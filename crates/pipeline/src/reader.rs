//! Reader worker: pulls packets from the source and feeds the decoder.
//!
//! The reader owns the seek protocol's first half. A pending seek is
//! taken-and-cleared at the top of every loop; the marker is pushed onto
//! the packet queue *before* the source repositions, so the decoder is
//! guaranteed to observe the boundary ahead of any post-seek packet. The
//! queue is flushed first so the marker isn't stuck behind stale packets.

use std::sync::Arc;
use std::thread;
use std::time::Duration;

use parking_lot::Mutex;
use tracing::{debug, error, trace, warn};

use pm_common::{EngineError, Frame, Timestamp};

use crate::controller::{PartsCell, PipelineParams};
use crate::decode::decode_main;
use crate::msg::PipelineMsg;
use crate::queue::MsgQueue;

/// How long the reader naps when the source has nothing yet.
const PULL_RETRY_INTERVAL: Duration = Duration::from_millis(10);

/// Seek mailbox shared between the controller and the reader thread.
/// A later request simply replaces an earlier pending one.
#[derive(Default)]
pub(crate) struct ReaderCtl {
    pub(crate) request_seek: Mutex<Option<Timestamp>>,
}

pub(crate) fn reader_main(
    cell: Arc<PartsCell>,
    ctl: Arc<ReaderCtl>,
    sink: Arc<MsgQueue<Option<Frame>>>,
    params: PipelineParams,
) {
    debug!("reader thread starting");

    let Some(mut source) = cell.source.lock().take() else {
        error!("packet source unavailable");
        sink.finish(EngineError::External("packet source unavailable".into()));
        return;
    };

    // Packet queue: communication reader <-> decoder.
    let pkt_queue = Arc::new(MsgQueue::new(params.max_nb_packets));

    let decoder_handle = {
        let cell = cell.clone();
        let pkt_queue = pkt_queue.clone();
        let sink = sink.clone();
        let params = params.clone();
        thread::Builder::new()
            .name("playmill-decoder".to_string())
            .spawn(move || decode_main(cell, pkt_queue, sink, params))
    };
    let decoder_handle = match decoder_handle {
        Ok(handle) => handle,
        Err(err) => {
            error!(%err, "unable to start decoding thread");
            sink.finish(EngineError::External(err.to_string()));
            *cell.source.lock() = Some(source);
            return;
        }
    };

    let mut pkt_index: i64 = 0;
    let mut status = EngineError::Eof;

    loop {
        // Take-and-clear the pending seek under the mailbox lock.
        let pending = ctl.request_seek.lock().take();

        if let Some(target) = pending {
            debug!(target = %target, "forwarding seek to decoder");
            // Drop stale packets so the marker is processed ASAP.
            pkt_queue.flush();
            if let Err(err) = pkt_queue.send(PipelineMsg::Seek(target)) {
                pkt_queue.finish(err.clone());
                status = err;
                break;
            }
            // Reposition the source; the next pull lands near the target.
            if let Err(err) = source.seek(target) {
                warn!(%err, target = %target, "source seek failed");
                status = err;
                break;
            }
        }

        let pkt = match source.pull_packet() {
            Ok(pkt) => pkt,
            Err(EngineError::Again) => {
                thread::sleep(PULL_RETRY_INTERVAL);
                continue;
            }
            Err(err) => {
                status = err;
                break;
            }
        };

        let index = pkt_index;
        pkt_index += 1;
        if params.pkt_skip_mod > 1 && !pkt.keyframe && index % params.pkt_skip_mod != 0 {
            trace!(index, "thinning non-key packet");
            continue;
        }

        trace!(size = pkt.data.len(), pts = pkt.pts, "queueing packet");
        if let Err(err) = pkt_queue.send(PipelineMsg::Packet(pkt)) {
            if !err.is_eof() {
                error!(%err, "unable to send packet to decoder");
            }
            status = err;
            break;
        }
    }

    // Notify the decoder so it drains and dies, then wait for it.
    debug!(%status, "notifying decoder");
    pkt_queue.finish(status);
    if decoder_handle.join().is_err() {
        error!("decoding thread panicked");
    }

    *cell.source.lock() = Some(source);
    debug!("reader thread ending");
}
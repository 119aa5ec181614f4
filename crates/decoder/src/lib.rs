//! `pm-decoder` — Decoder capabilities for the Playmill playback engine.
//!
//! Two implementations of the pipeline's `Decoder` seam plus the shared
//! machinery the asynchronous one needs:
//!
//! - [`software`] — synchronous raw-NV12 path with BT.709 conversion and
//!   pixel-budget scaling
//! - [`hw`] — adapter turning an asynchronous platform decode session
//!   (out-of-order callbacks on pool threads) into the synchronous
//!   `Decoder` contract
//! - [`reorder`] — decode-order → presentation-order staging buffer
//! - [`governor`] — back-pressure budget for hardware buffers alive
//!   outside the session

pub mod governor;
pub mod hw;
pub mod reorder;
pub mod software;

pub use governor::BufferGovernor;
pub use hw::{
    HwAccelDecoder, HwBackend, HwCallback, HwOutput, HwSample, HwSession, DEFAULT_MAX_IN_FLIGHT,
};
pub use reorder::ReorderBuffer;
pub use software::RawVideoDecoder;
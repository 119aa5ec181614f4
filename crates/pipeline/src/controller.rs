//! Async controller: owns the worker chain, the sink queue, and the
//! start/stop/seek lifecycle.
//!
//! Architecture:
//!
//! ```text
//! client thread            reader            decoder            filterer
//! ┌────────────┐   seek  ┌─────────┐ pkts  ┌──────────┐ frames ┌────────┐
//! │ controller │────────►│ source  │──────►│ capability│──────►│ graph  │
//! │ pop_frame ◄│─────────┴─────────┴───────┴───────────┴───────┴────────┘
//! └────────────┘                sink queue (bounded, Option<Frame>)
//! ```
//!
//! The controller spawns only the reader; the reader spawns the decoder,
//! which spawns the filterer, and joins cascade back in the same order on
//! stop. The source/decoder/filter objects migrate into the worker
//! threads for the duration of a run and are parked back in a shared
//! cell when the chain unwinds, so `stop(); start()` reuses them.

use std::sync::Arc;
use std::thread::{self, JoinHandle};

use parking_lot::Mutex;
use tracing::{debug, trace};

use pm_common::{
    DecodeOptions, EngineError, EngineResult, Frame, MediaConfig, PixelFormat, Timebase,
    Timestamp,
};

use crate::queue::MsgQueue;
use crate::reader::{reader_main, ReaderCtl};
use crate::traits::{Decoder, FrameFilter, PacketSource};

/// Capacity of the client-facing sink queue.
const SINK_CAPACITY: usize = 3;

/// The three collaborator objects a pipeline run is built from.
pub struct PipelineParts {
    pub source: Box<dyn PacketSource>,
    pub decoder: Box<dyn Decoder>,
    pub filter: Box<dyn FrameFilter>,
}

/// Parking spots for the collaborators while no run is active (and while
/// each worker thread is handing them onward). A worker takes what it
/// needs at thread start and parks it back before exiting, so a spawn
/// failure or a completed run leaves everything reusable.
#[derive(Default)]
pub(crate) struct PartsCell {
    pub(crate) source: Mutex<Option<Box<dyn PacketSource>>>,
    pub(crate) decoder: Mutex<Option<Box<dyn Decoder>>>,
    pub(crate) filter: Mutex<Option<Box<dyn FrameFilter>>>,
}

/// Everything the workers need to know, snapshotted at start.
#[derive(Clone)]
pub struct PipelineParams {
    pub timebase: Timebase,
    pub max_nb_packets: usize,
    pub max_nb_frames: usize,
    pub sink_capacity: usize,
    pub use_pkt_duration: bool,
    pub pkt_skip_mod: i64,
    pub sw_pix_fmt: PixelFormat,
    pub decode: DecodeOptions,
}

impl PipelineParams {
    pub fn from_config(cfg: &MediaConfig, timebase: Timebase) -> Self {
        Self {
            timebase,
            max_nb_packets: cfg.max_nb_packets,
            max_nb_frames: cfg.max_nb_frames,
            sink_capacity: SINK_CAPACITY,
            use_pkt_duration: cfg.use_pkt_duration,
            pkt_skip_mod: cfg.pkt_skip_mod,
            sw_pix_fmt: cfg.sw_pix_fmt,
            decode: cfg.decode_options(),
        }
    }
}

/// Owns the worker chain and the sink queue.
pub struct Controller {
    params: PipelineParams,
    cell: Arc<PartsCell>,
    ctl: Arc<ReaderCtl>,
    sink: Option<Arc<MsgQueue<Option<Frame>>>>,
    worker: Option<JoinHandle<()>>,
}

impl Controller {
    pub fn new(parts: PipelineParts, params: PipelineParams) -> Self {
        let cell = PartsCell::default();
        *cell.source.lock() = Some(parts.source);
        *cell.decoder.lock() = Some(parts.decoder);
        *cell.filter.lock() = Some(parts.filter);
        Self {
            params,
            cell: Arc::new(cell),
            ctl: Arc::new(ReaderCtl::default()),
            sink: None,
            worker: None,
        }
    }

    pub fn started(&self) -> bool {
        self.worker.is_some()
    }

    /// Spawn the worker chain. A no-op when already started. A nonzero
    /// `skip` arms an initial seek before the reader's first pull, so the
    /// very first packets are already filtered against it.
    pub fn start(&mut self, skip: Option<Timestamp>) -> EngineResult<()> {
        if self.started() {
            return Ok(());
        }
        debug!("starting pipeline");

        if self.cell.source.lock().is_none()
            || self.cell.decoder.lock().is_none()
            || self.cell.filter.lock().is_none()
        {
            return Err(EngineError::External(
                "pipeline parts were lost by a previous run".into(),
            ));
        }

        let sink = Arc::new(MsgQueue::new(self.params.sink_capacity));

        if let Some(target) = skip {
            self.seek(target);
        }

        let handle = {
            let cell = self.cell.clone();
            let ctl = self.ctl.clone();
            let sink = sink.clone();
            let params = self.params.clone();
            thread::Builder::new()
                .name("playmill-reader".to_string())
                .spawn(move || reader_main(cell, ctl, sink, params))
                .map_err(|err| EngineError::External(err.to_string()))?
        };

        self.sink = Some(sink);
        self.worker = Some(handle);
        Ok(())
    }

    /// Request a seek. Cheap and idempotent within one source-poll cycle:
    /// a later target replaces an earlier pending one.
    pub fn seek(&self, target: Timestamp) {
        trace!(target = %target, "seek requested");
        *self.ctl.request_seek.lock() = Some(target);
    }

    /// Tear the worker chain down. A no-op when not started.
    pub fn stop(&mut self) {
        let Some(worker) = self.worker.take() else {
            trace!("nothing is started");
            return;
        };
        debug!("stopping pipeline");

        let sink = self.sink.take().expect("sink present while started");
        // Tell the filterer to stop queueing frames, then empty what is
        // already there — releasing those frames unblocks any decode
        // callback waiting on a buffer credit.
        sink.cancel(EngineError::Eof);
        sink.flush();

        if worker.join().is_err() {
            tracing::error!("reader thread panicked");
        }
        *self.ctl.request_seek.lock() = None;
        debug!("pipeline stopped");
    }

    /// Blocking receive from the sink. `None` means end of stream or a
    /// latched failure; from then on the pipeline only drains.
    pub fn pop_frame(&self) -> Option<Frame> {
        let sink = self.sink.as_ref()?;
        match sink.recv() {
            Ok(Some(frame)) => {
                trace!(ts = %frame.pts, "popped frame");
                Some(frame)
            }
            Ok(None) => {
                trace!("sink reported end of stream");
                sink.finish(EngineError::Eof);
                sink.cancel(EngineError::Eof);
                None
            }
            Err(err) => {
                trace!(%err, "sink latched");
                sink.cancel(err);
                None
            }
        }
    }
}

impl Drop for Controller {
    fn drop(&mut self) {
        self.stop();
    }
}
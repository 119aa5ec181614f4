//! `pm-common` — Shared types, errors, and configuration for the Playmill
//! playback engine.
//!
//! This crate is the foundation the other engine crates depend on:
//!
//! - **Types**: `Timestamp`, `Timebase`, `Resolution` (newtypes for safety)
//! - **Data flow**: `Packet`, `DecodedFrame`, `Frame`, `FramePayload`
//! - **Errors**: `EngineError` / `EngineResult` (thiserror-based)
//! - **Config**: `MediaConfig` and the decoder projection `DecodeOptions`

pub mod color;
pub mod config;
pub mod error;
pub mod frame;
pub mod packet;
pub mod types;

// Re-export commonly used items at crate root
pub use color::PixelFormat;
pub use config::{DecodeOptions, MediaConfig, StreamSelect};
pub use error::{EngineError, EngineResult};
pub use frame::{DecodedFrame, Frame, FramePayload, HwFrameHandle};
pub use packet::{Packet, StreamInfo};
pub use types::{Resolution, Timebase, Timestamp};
* * * * * * * * *
WHAT TO PRODUCE >>
Pull every line containing the word "playback" out of the entries above.

RESPONSE TO THIS TASK >>
//! `pm-decoder` — Decoder capabilities for the Playmill playback engine.
//! playback engine.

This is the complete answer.